STXT - Semantic Text
Built for humans. Reliable for machines.

STXT Documents

1. Introduction
2. Terminology
3. Document Encoding
4. Syntactic Unit: Node
5. Container nodes, INLINE type
6. Text block nodes, BLOCK type
7. Namespaces
8. Indentation and Hierarchy
9. Comments
10. Whitespace normalization
11. Error Rules
12. Conformance
13. File Extension and Media Type
14. Normative Examples
15. Security Considerations
16. Appendix A — Grammar (Informal)
17. Appendix B — Interaction with `@stxt.schema`
18. Appendix C — Interaction with `@stxt.template`
19. End of Document

1. Introduction

This document defines the specification of the STXT (Semantic Text) language.

STXT is a Human-First language, designed so that its natural form is readable, clear, and comfortable for people, while at the same time maintaining a precise and easily machine-processable structure.

STXT is a hierarchical and semantic textual format oriented to:

This document describes the base syntax of the language.

2. Terminology

The key words "MUST", "MUST NOT", "SHOULD", "SHOULD NOT", and "MAY" must be interpreted according to RFC 2119.

3. Document Encoding

An STXT document SHOULD be encoded in UTF-8 without BOM.

A parser:

4. Syntactic Unit: Node

Each non-empty line of the document that is not a comment nor part of a >> block defines a node.

There are two forms of node:

  1. Inline container node (INLINE node): Node name: Inline value
  2. Text block node (BLOCK node): Node name >>

The node name cannot be empty.

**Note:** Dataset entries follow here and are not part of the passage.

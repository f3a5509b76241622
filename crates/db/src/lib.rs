//! Database layer for shoutly.

pub mod entities;
pub mod migrations;
pub mod repositories;
pub mod test_utils;

use sea_orm::{ConnectOptions, Database, DatabaseConnection};
use shoutly_common::{AppError, Config};
use std::time::Duration;
use tracing::log::LevelFilter;

/// Initialize database connection.
pub async fn init(config: &Config) -> Result<DatabaseConnection, AppError> {
    let mut opt = ConnectOptions::new(&config.database.url);

    opt.max_connections(config.database.max_connections)
        .min_connections(config.database.min_connections)
        .connect_timeout(Duration::from_secs(10))
        .acquire_timeout(Duration::from_secs(10))
        .idle_timeout(Duration::from_secs(600))
        .max_lifetime(Duration::from_secs(1800))
        .sqlx_logging(true)
        .sqlx_logging_level(LevelFilter::Debug);

    Database::connect(opt)
        .await
        .map_err(|e| AppError::Database(e.to_string()))
}

/// Run pending migrations.
pub async fn migrate(db: &DatabaseConnection) -> Result<(), AppError> {
    use sea_orm_migration::MigratorTrait;
    migrations::Migrator::up(db, None)
        .await
        .map_err(|e| AppError::Database(e.to_string()))
}
//! HTTP API layer for shoutly.
//!
//! This crate provides the REST surface of the marketplace:
//!
//! - **Endpoints**: public catalog and auth, user, creator, and admin APIs
//! - **Extractors**: role-scoped authentication and client metadata
//! - **Middleware**: bearer-token decoding into a request principal
//!
//! Built on Axum 0.8 with a Tower middleware stack.

pub mod endpoints;
pub mod extractors;
pub mod middleware;
pub mod response;

pub use endpoints::router;
pub use middleware::AppState;
//! Order lifecycle service.
//!
//! Owns the money flow: order creation with provider payment initiation,
//! the provider's success/cancel callbacks (where the creator's ledger is
//! credited), and the creator's accept/reject/complete decisions. All
//! state transitions ride on guarded updates in the repository, and the
//! settle path runs its order update and ledger credit in one
//! transaction.

use std::collections::HashMap;
use std::sync::Arc;

use chrono::Utc;
use rust_decimal::Decimal;
use sea_orm::{DatabaseConnection, Set, TransactionTrait};
use serde::{Deserialize, Serialize};
use serde_json::json;
use shoutly_common::{
    AppError, AppResult, Config, IdGenerator, SIGNED_URL_TTL_SECS, StorageBackend, is_valid_id,
};
use shoutly_db::{
    entities::{
        activity_log::ActorType,
        order::{self, OrderStatus, PaymentStatus},
    },
    repositories::{
        CreatorRepository, OrderRepository, OrderSearch, ShoutoutRepository,
        ShoutoutTypeRepository, UserRepository,
    },
};
use validator::Validate;

use crate::services::activity::{ActivityLogService, ClientInfo, actions};
use crate::services::admin::Pagination;
use crate::services::payment::{CreatePaymentRequest, PaymentProvider};

const DEFAULT_PAGE_SIZE: u64 = 20;
const MAX_PAGE_SIZE: u64 = 50;
const MAX_ADMIN_PAGE_SIZE: u64 = 100;

/// Order lifecycle service.
#[derive(Clone)]
pub struct OrderService {
    db: Arc<DatabaseConnection>,
    order_repo: OrderRepository,
    shoutout_repo: ShoutoutRepository,
    type_repo: ShoutoutTypeRepository,
    user_repo: UserRepository,
    creator_repo: CreatorRepository,
    activity: ActivityLogService,
    provider: Arc<dyn PaymentProvider>,
    storage: Arc<dyn StorageBackend>,
    frontend_url: String,
    id_gen: IdGenerator,
}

A line with only : or >> is not valid.

Example with INLINE nodes:

Node 1: Inline value
	Node 2 without value:
	Node 3 with another value: this is the other value

Example with BLOCK node:

Block node >>
	This is the content
	of the text block:

	  - Leading spaces and line breaks are preserved
	  - Right trim is applied
	  - Left trim is NOT applied

A node may optionally include a namespace:

Name (normal.namespace):
Name (@special.namespace):

4.1 Normalization of the node name

The node name is taken from the text between:

On that fragment, the following is applied:

The result of this normalization is the node name.

A node whose logical name is the empty string ("") is invalid and MUST cause a parse error.

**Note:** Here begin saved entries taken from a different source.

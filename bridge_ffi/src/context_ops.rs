//! Per-task operations the foreign collector calls with its context id.

use std::os::raw::{c_char, c_int};
use std::ptr;

use bridge_core::raw::{decode_map, decode_modifiers};
use bridge_core::{AllocationLedger, RawError, RawMap, RawModifiers, RawValue};
use bridge_engine::{BridgeError, BridgeResult};
use liblogger::LogLevel;

use crate::boundary::{arg, bool_to_int, into_raw_error, settle};
use crate::bridge;

/// Records one sample for the current collect pass.
///
/// # Safety
/// String arguments must be NUL-terminated; `value` must point to a `RawValue`;
/// `modifiers` may be null.
#[no_mangle]
pub unsafe extern "C" fn ctx_add_metric(
    ctx_id: *const c_char,
    ns: *const c_char,
    value: *const RawValue,
    modifiers: *const RawModifiers,
) -> *mut RawError {
    into_raw_error(add_metric(ctx_id, ns, value, modifiers))
}

unsafe fn add_metric(
    ctx_id: *const c_char,
    ns: *const c_char,
    value: *const RawValue,
    modifiers: *const RawModifiers,
) -> BridgeResult<()> {
    let id = arg(ctx_id, "context id")?;
    let name = arg(ns, "namespace")?;
    if value.is_null() {
        return Err(BridgeError::InvalidArgument("value must not be null".to_string()));
    }
    let value = (*value).decode()?;
    let modifiers = decode_modifiers(modifiers)?;
    bridge().add_metric(id, name, value, modifiers.as_ref())
}

/// # Safety
/// See [`ctx_add_metric`].
#[no_mangle]
pub unsafe extern "C" fn ctx_always_apply(
    ctx_id: *const c_char,
    ns: *const c_char,
    modifiers: *const RawModifiers,
) -> *mut RawError {
    let result = (|| {
        let id = arg(ctx_id, "context id")?;
        let pattern = arg(ns, "namespace selector")?;
        let modifiers = decode_modifiers(modifiers)?.unwrap_or_default();
        bridge().always_apply(id, pattern, modifiers)
    })();
    into_raw_error(result)
}

/// # Safety
/// See [`ctx_add_metric`].
#[no_mangle]
pub unsafe extern "C" fn ctx_apply_to_all(ctx_id: *const c_char, modifiers: *const RawModifiers) -> *mut RawError {
    let result = (|| {
        let id = arg(ctx_id, "context id")?;
        let modifiers = decode_modifiers(modifiers)?.unwrap_or_default();
        bridge().apply_to_all(id, modifiers)
    })();
    into_raw_error(result)
}

/// # Safety
/// `ctx_id` must be NUL-terminated.
#[no_mangle]
pub unsafe extern "C" fn ctx_dismiss_all_modifiers(ctx_id: *const c_char) {
    let result = arg(ctx_id, "context id").and_then(|id| bridge().dismiss_all_modifiers(id));
    settle("ctx_dismiss_all_modifiers", result, ())
}

/// 1 when the metric (or a prefix of one) is both defined and requested.
///
/// # Safety
/// Both arguments must be NUL-terminated.
#[no_mangle]
pub unsafe extern "C" fn ctx_should_process(ctx_id: *const c_char, ns: *const c_char) -> c_int {
    let result = (|| {
        let id = arg(ctx_id, "context id")?;
        let name = arg(ns, "namespace")?;
        bridge().should_process(id, name)
    })();
    bool_to_int(settle("ctx_should_process", result, false))
}

/// NULL-terminated array, released with `dealloc_str_array`.
///
/// # Safety
/// `ctx_id` must be NUL-terminated.
#[no_mangle]
pub unsafe extern "C" fn ctx_requested_metrics(ctx_id: *const c_char) -> *mut *mut c_char {
    let result = arg(ctx_id, "context id").and_then(|id| bridge().requested_metrics(id));
    let rules = settle("ctx_requested_metrics", result, Vec::new());
    AllocationLedger::global().alloc_str_array(&rules[..])
}

/// Null when the key is absent; otherwise released with `dealloc_charp`.
///
/// # Safety
/// Both arguments must be NUL-terminated.
#[no_mangle]
pub unsafe extern "C" fn ctx_config_value(ctx_id: *const c_char, key: *const c_char) -> *mut c_char {
    let result = (|| {
        let id = arg(ctx_id, "context id")?;
        let key = arg(key, "config key")?;
        bridge().config(id, key)
    })();
    match settle("ctx_config_value", result, None) {
        Some(value) => AllocationLedger::global().alloc_string(&value),
        None => ptr::null_mut(),
    }
}

/// # Safety
/// `ctx_id` must be NUL-terminated.
#[no_mangle]
pub unsafe extern "C" fn ctx_config_keys(ctx_id: *const c_char) -> *mut *mut c_char {
    let result = arg(ctx_id, "context id").and_then(|id| bridge().config_keys(id));
    let keys = settle("ctx_config_keys", result, Vec::new());
    AllocationLedger::global().alloc_str_array(&keys[..])
}

/// # Safety
/// `ctx_id` must be NUL-terminated.
#[no_mangle]
pub unsafe extern "C" fn ctx_raw_config(ctx_id: *const c_char) -> *mut c_char {
    let result = arg(ctx_id, "context id").and_then(|id| bridge().raw_config(id));
    let raw = settle("ctx_raw_config", result, String::new());
    AllocationLedger::global().alloc_string(&raw)
}

/// # Safety
/// Both arguments must be NUL-terminated.
#[no_mangle]
pub unsafe extern "C" fn ctx_add_warning(ctx_id: *const c_char, message: *const c_char) {
    let result = (|| {
        let id = arg(ctx_id, "context id")?;
        let message = arg(message, "warning")?;
        bridge().add_warning(id, message)
    })();
    settle("ctx_add_warning", result, ())
}

/// # Safety
/// `ctx_id` must be NUL-terminated.
#[no_mangle]
pub unsafe extern "C" fn ctx_is_done(ctx_id: *const c_char) -> c_int {
    let result = arg(ctx_id, "context id").and_then(|id| bridge().is_done(id));
    bool_to_int(settle("ctx_is_done", result, false))
}

/// Levels are 0 = debug .. 3 = error; anything higher is logged as an error.
///
/// # Safety
/// String arguments must be NUL-terminated; `fields` may be null.
#[no_mangle]
pub unsafe extern "C" fn ctx_log(ctx_id: *const c_char, level: c_int, message: *const c_char, fields: *const RawMap) {
    let result = (|| {
        let id = arg(ctx_id, "context id")?;
        let message = arg(message, "log message")?;
        let fields: Vec<(String, String)> = decode_map(fields)?
            .map(|tags| tags.iter().map(|(k, v)| (k.to_string(), v.to_string())).collect())
            .unwrap_or_default();
        bridge().log(id, LogLevel::from_raw(level), message, &fields)
    })();
    settle("ctx_log", result, ())
}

Equivalent examples at the Node name level:

Node name:
Node name: value
Node  name   : value
Node  name (@a.special.namespace):
Node name(a.normal.namespace):
Node  name >>
Node name>>

The definition of a node MUST always include either : (INLINE container node) or >> (BLOCK text node), always preceded by a non-empty name.

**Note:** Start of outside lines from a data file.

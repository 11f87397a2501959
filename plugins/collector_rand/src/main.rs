use std::sync::Arc;

use bridge_engine::{Bridge, BridgeSettings, CollectorController, DEFAULT_CONFIG_FILE};
use collector_rand::{RandCollector, PLUGIN_NAME, PLUGIN_VERSION};
use liblogger::{log_error, Logger};

fn main() {
    Logger::init();

    let settings = match BridgeSettings::from_file(DEFAULT_CONFIG_FILE) {
        Ok(settings) => settings,
        Err(e) => {
            log_error!(&format!("Invalid bridge settings: {}", e));
            std::process::exit(2);
        }
    };
    let link = settings.host_link;
    let bridge = Arc::new(Bridge::new(settings));
    let controller = CollectorController::new(bridge, Arc::new(RandCollector::new()), PLUGIN_NAME, PLUGIN_VERSION);

    if let Err(e) = controller.run_blocking(link) {
        log_error!(&format!("{} stopped: {}", PLUGIN_NAME, e));
        let _ = Logger::shutdown();
        std::process::exit(1);
    }
    let _ = Logger::shutdown();
}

4.2 Restrictions on the node name

The node name will only allow alphanumeric characters and the characters -, _, . Names with diacritics, uppercase, and lowercase are allowed.

4.3 Canonical node name

The canonical name is formed from the node name through the following process:

The canonical name will be used to know whether one node has the same name as another. It will also be used internally by all search or checking operations, to know whether it is the same element.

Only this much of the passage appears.